Guide
Game shop and vendor systems explained
Harbor Outpost's playtest economy inflated within a weekend. Players mined iron, crafted daggers at the beach forge, and sold every blade back to the same general merchant at 80% of list price — net gain with no travel risk. Gold in circulation doubled; tier-two gear felt meaningless because everyone could afford it on day two. The fix was not nerfing ore drops. It was a vendor layer with asymmetric buy/sell spreads, daily purchase caps on finished weapons, and a rotating black-market buyer who paid premiums for surplus but only accepted five stacks per server day. Shops became sinks, not ATMs.
A shop or vendor is any NPC or UI surface that exchanges items for currency (or barter goods) under authored rules. Vendors sit between gathering and crafting on the supply side and player power on the demand side. This guide covers catalog schemas, buy and sell pricing, stock refresh and scarcity, currency sinks, reputation and discount hooks, UI patterns, multiplayer authority, the Harbor Outpost trading post refactor, a technique decision table vs barter and player markets, pitfalls, and a production checklist.

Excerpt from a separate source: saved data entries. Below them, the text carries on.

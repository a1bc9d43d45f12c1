//! # Mesh Source
//!
//! Read-only view of the object being chunked, as provided by the host
//! scene. The core never mutates a source.

use chunker_grid::box_corners;
use glam::{DMat4, DVec3};

use crate::mesh::PolyMesh;

/// Capability: read-only access to the object being chunked.
///
/// `local_bound_corners` defaults to the mesh's own AABB but may be
/// overridden by hosts that cache object-level bounds; grid planning uses
/// whatever the host reports, which can slightly over- or under-estimate
/// the true extent if the cache is stale.
pub trait MeshSource {
    /// Object name, used for chunk and collection naming.
    fn name(&self) -> &str;

    /// The mesh in local space.
    fn mesh(&self) -> &PolyMesh;

    /// Affine transform mapping local to world space.
    fn world_transform(&self) -> DMat4;

    /// The 8 corners of the object's local-space bounding box.
    fn local_bound_corners(&self) -> [DVec3; 8] {
        let (min, max) = self.mesh().bounding_box();
        box_corners(min, max)
    }
}

/// A plain owned source object: mesh plus placement.
///
/// # Example
///
/// ```rust
/// use chunker_mesh::{PolyMesh, SourceObject};
/// use glam::{DMat4, DVec3};
///
/// let mesh = PolyMesh::cuboid(DVec3::ZERO, DVec3::ONE);
/// let object = SourceObject::new("Crate", mesh, DMat4::IDENTITY);
/// ```
#[derive(Debug, Clone)]
pub struct SourceObject {
    name: String,
    mesh: PolyMesh,
    transform: DMat4,
}

impl SourceObject {
    /// Creates a source object.
    pub fn new(name: impl Into<String>, mesh: PolyMesh, transform: DMat4) -> Self {
        Self {
            name: name.into(),
            mesh,
            transform,
        }
    }
}

impl MeshSource for SourceObject {
    fn name(&self) -> &str {
        &self.name
    }

    fn mesh(&self) -> &PolyMesh {
        &self.mesh
    }

    fn world_transform(&self) -> DMat4 {
        self.transform
    }
}

#[cfg(test)]
mod tests {
    use super::*;

    #[test]
    fn test_default_bound_corners_from_mesh() {
        let object = SourceObject::new(
            "Cube",
            PolyMesh::cuboid(DVec3::ZERO, DVec3::splat(2.0)),
            DMat4::IDENTITY,
        );
        let corners = object.local_bound_corners();
        assert_eq!(corners[0], DVec3::splat(-2.0));
        assert_eq!(corners[6], DVec3::splat(2.0));
    }
}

Vendor anatomy: catalog, currency and transaction FSM
Every vendor instance shares the same core data model, even when presentation differs (dialogue tree, grid UI, or world interactable):
| Component | Purpose | Design notes |
|---|---|---|
| Buy catalog | Items the player can purchase | Static list, level-gated rows, or procedural rotation |
| Sell list | Item categories the vendor accepts | Often broader than buy catalog; may exclude quest items |
| Price table | Base value per item or category | Usually derived from a global item value registry |
| Spread multipliers | Buy price vs sell price | Typical sell-back is 25–50% of buy; spreads fight arbitrage loops |
| Stock counters | Per-item or per-category limits | Finite stock creates urgency; infinite stock needs sinks elsewhere |
| Refresh schedule | When stock and prices reset | Server midnight, playtime hours, or story chapter triggers |
The transaction finite-state machine is simple but must be atomic on the server: validate item and currency, deduct cost, grant item to inventory, log for analytics, broadcast UI refresh. Roll back entirely on any failure — partial grants duplicate currency or items under packet loss.
Pricing: base value, spreads and dynamic modifiers
Start from a single item value column in your content database (often tied to crafting ingredient cost plus a rarity multiplier). Vendor prices are functions of that base, not one-off magic numbers per merchant.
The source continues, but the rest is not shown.